Kenangan Semarang.
Wah diingatkan kembali saat memutuskan dan memberanikan diri untuk berangkat ke Solo sendirian dengan alasan ingin tau bagaimana rasanya menjadi anak rantau jilid 2, setelah sebelumnya mencoba bertahan di Jakarta.
Semingguan diijinkan tinggal di rumah teman, akhirnya lanjut ke Semarang untuk bekerja.
Memang dasarnya ga bisa diam, setiap libur pasti pergi ke Solo atau Jogja atau nyasar ke beberapa desa yang akhirnya bertemu orang-orang luar biasa.
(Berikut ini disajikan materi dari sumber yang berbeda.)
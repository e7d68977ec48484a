//! Longan - a write-only engine for Excel `.xlsx` workbooks.
//!
//! Cells, formats, images, charts, notes and tables are collected in memory
//! and serialized into a complete Office Open XML package in one pass when
//! the workbook is saved. Nothing is read back: the crate never parses a
//! spreadsheet.
//!
//! # Features
//!
//! - **Cells**: numbers, strings, rich strings, booleans, formulas, dates and URLs
//! - **Formats**: fonts, fills, borders, alignment and number formats, interned per workbook
//! - **Layout**: column widths, row heights, merged ranges, freeze panes, zoom
//! - **Objects**: floating and in-cell images, charts, notes and tables
//! - **Printing**: page setup, headers and footers with images, print areas and titles
//! - **Deterministic output**: the same workbook and creation time give the same bytes
//!
//! # Example
//!
//! ```
//! use longan::{Chart, ChartRange, ChartType, Format, Note, Workbook};
//!
//! let mut workbook = Workbook::new();
//! let mut header = Format::new();
//! header.set_bold();
//!
//! let worksheet = workbook.add_worksheet();
//! worksheet.write_with_format(0, 0, "Total", &header)?;
//! for (row, value) in [12.5, 17.25, 9.0].into_iter().enumerate() {
//!     worksheet.write(row as u32 + 1, 0, value)?;
//! }
//! worksheet.insert_note(0, 0, &Note::new("Quarterly totals"))?;
//!
//! let mut chart = Chart::new(ChartType::Column);
//! chart
//!     .add_series()
//!     .set_values(&ChartRange::new_from_range("Sheet1", 1, 0, 3, 0));
//! worksheet.insert_chart(1, 2, &chart)?;
//!
//! let bytes = workbook.save_to_buffer()?;
//! assert_eq!(&bytes[..2], b"PK");
//! # Ok::<(), longan::XlsxError>(())
//! ```

pub mod common;
pub mod ooxml;

pub use common::xml;
pub use ooxml::charts::{
    Chart, ChartAxis, ChartAxisCrossing, ChartAxisLabelPosition, ChartDataLabel,
    ChartDataLabelPosition, ChartEmptyCells, ChartFont, ChartFormat, ChartGradientFill,
    ChartGradientFillType, ChartGradientStop, ChartLayout, ChartLegend, ChartLegendPosition,
    ChartLine, ChartLineDashType, ChartMarker, ChartMarkerType, ChartPatternFill,
    ChartPatternFillType, ChartPoint, ChartRange, ChartSeries, ChartSolidFill, ChartTitle,
    ChartType,
};
pub use ooxml::error::{ErrorKind, Result, XlsxError};
pub use ooxml::xlsx::{
    CellData, ColNum, Color, DocProperties, ExcelDateTime, Format, FormatAlign, FormatBorder,
    FormatDiagonalBorder, FormatPattern, FormatScript, FormatUnderline, Formula,
    HeaderImagePosition, Image, ImageType, IntoCell, Note, ObjectMovement, RichString, RowNum,
    Table, TableColumn, TableFunction, TableStyle, Url, Workbook, Worksheet,
};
Ada pedagang nasi kucing yang omsetnya fantastis. Kerennya, si pedagang menggunakan asas jujur percaya, jadi siapapun boleh makan apa saja dan bayar sesuai yang disebut aja. Saya tanya, nah kalau ada yang bohong gimana pak? Dengan enteng si bapak bilang, Alhamdulillah rejeki saya ga pernah ketukar. Mas-nya habis makan langsung pergi ga bayar, saya ga panggil kok. Tapi jangan tanya dimana tempatnya ya, karena saya lupa. Wong namanya juga nyasar. Hahahaha..
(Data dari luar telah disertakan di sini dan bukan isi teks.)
//! Rich value parts for images placed inside cells.
//!
//! An embedded image cell carries a `vm` index into `xl/metadata.xml`, which
//! points at a rich value in `xl/richData/rdrichvalue.xml`. The rich value
//! names the image through `xl/richData/richValueRel.xml`.

use crate::common::xml::{XML_DECLARATION, escape_xml};
use crate::ooxml::error::Result;
use crate::ooxml::opc::constants::namespace;
use std::fmt::Write as FmtWrite;

/// `CalcOrigin` of an image inserted from a local file.
const CALC_ORIGIN_LOCAL: u8 = 5;
/// `CalcOrigin` of an image marked decorative.
const CALC_ORIGIN_DECORATIVE: u8 = 6;

/// One rich value: an embedded image instance.
#[derive(Debug, Clone, PartialEq)]
pub(crate) struct RichImage {
    /// Index into the `richValueRel` list
    pub rel_index: u32,
    pub alt_text: String,
    pub decorative: bool,
}

impl RichImage {
    fn has_text(&self) -> bool {
        !self.decorative && !self.alt_text.is_empty()
    }
}

/// Generate `xl/metadata.xml` with one value metadata block per image.
pub(crate) fn metadata_xml(count: usize) -> Result<String> {
    let mut xml = String::with_capacity(1024 + count * 160);
    xml.push_str(XML_DECLARATION);
    write!(
        xml,
        r#"<metadata xmlns="{}" xmlns:xlrd="{}">"#,
        namespace::SML_MAIN,
        namespace::RICH_DATA
    )?;
    xml.push_str(r#"<metadataTypes count="1"><metadataType name="XLRICHVALUE" minSupportedVersion="120000" copy="1" pasteAll="1" pasteValues="1" merge="1" splitFirst="1" rowColShift="1" clearFormats="1" clearComments="1" assign="1" coerce="1"/></metadataTypes>"#);

    write!(xml, r#"<futureMetadata name="XLRICHVALUE" count="{}">"#, count)?;
    for index in 0..count {
        write!(
            xml,
            r#"<bk><extLst><ext uri="{{3e2802c4-a4d2-4d8b-9148-e3be6c30e623}}"><xlrd:rvb i="{}"/></ext></extLst></bk>"#,
            index
        )?;
    }
    xml.push_str("</futureMetadata>");

    write!(xml, r#"<valueMetadata count="{}">"#, count)?;
    for index in 0..count {
        write!(xml, r#"<bk><rc t="1" v="{}"/></bk>"#, index)?;
    }
    xml.push_str("</valueMetadata></metadata>");
    Ok(xml)
}

/// Structure index used by each image: plain images first seen wins slot 0.
fn structure_order(images: &[RichImage]) -> Vec<bool> {
    let mut order = Vec::with_capacity(2);
    for image in images {
        let text = image.has_text();
        if !order.contains(&text) {
            order.push(text);
        }
    }
    order
}

/// Generate `xl/richData/rdrichvalue.xml`.
pub(crate) fn rich_value_xml(images: &[RichImage]) -> Result<String> {
    let order = structure_order(images);
    let mut xml = String::with_capacity(512 + images.len() * 96);
    xml.push_str(XML_DECLARATION);
    write!(
        xml,
        r#"<rvData xmlns="{}" count="{}">"#,
        namespace::RICH_DATA,
        images.len()
    )?;

    for image in images {
        let structure = order.iter().position(|t| *t == image.has_text()).unwrap_or(0);
        let origin = if image.decorative {
            CALC_ORIGIN_DECORATIVE
        } else {
            CALC_ORIGIN_LOCAL
        };
        write!(
            xml,
            r#"<rv s="{}"><v>{}</v><v>{}</v>"#,
            structure, image.rel_index, origin
        )?;
        if image.has_text() {
            write!(xml, "<v>{}</v>", escape_xml(&image.alt_text))?;
        }
        xml.push_str("</rv>");
    }

    xml.push_str("</rvData>");
    Ok(xml)
}

/// Generate `xl/richData/rdrichvaluestructure.xml`.
pub(crate) fn rich_value_structure_xml(images: &[RichImage]) -> Result<String> {
    let order = structure_order(images);
    let mut xml = String::with_capacity(512);
    xml.push_str(XML_DECLARATION);
    write!(
        xml,
        r#"<rvStructures xmlns="{}" count="{}">"#,
        namespace::RICH_DATA,
        order.len()
    )?;
    for with_text in order {
        xml.push_str(r#"<s t="_localImage"><k n="_rvRel:LocalImageIdentifier" t="i"/><k n="CalcOrigin" t="i"/>"#);
        if with_text {
            xml.push_str(r#"<k n="Text" t="s"/>"#);
        }
        xml.push_str("</s>");
    }
    xml.push_str("</rvStructures>");
    Ok(xml)
}

/// Generate `xl/richData/rdRichValueTypes.xml`.
pub(crate) fn rich_value_types_xml() -> Result<String> {
    let mut xml = String::with_capacity(2048);
    xml.push_str(XML_DECLARATION);
    write!(
        xml,
        r#"<rvTypesInfo xmlns="{}" xmlns:mc="http://schemas.openxmlformats.org/markup-compatibility/2006" mc:Ignorable="x" xmlns:x="{}"><global><keyFlags>"#,
        namespace::RICH_DATA2,
        namespace::SML_MAIN
    )?;
    xml.push_str(r#"<key name="_Self"><flag name="ExcludeFromFile" value="1"/><flag name="ExcludeFromCalcComparison" value="1"/></key>"#);
    for key in [
        "_DisplayString",
        "_Flags",
        "_Format",
        "_SubLabel",
        "_Attribution",
        "_Icon",
        "_Display",
        "_CanonicalPropertyNames",
        "_ClassificationId",
    ] {
        write!(
            xml,
            r#"<key name="{}"><flag name="ExcludeFromCalcComparison" value="1"/></key>"#,
            key
        )?;
    }
    xml.push_str("</keyFlags></global></rvTypesInfo>");
    Ok(xml)
}

/// Generate `xl/richData/richValueRel.xml` for `rel_ids` in index order.
pub(crate) fn rich_value_rel_xml(rel_ids: &[String]) -> Result<String> {
    let mut xml = String::with_capacity(256 + rel_ids.len() * 32);
    xml.push_str(XML_DECLARATION);
    write!(
        xml,
        r#"<richValueRels xmlns="{}" xmlns:r="{}">"#,
        namespace::RICH_VALUE_REL,
        namespace::OFC_RELATIONSHIPS
    )?;
    for r_id in rel_ids {
        write!(xml, r#"<rel r:id="{}"/>"#, r_id)?;
    }
    xml.push_str("</richValueRels>");
    Ok(xml)
}

#[cfg(test)]
mod tests {
    use super::*;

    fn image(rel_index: u32, alt_text: &str, decorative: bool) -> RichImage {
        RichImage {
            rel_index,
            alt_text: alt_text.to_string(),
            decorative,
        }
    }

    #[test]
    fn test_metadata_counts() {
        let xml = metadata_xml(2).unwrap();
        assert!(xml.contains(r#"<futureMetadata name="XLRICHVALUE" count="2">"#));
        assert!(xml.contains(r#"<xlrd:rvb i="1"/>"#));
        assert!(xml.contains(r#"<valueMetadata count="2"><bk><rc t="1" v="0"/></bk><bk><rc t="1" v="1"/></bk></valueMetadata>"#));
    }

    #[test]
    fn test_rich_values_share_structures() {
        let images = [
            image(0, "", false),
            image(1, "Logo & mark", false),
            image(0, "ignored", true),
        ];
        let values = rich_value_xml(&images).unwrap();
        assert!(values.contains(r#"count="3">"#));
        assert!(values.contains(r#"<rv s="0"><v>0</v><v>5</v></rv>"#));
        assert!(values.contains(r#"<rv s="1"><v>1</v><v>5</v><v>Logo &amp; mark</v></rv>"#));
        assert!(values.contains(r#"<rv s="0"><v>0</v><v>6</v></rv>"#));

        let structures = rich_value_structure_xml(&images).unwrap();
        assert!(structures.contains(r#"count="2">"#));
        assert_eq!(structures.matches(r#"<k n="Text" t="s"/>"#).count(), 1);
    }

    #[test]
    fn test_rich_value_rels() {
        let xml = rich_value_rel_xml(&["rId1".to_string(), "rId2".to_string()]).unwrap();
        assert!(xml.contains(r#"<rel r:id="rId1"/><rel r:id="rId2"/></richValueRels>"#));
        assert!(rich_value_types_xml().unwrap().contains(r#"<key name="_Self">"#));
    }
}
Ada juga keluarga petani yang ditipu puluhan juta sampai rela menjual sawahnya, tapi sedikitpun tidak menyesal karena bisa jadi itu memang bukan rejeki mereka. Keyakinan dan kegigihan tanpa putus asa, akhirnya mereka berhasil memberangkatkan salah satu anaknya bekerja ke luar negeri setelah mengikuti pendidikan di Jakarta. Nah kalau yang ini saya ingat betul dimana, karena saya sempat bermalam di rumah mereka. Hehehe..
Aahh dari banyaknya cerita, hampir semuanya bilang saya kurus cungkring sampai-sampai sering ditawarin makan.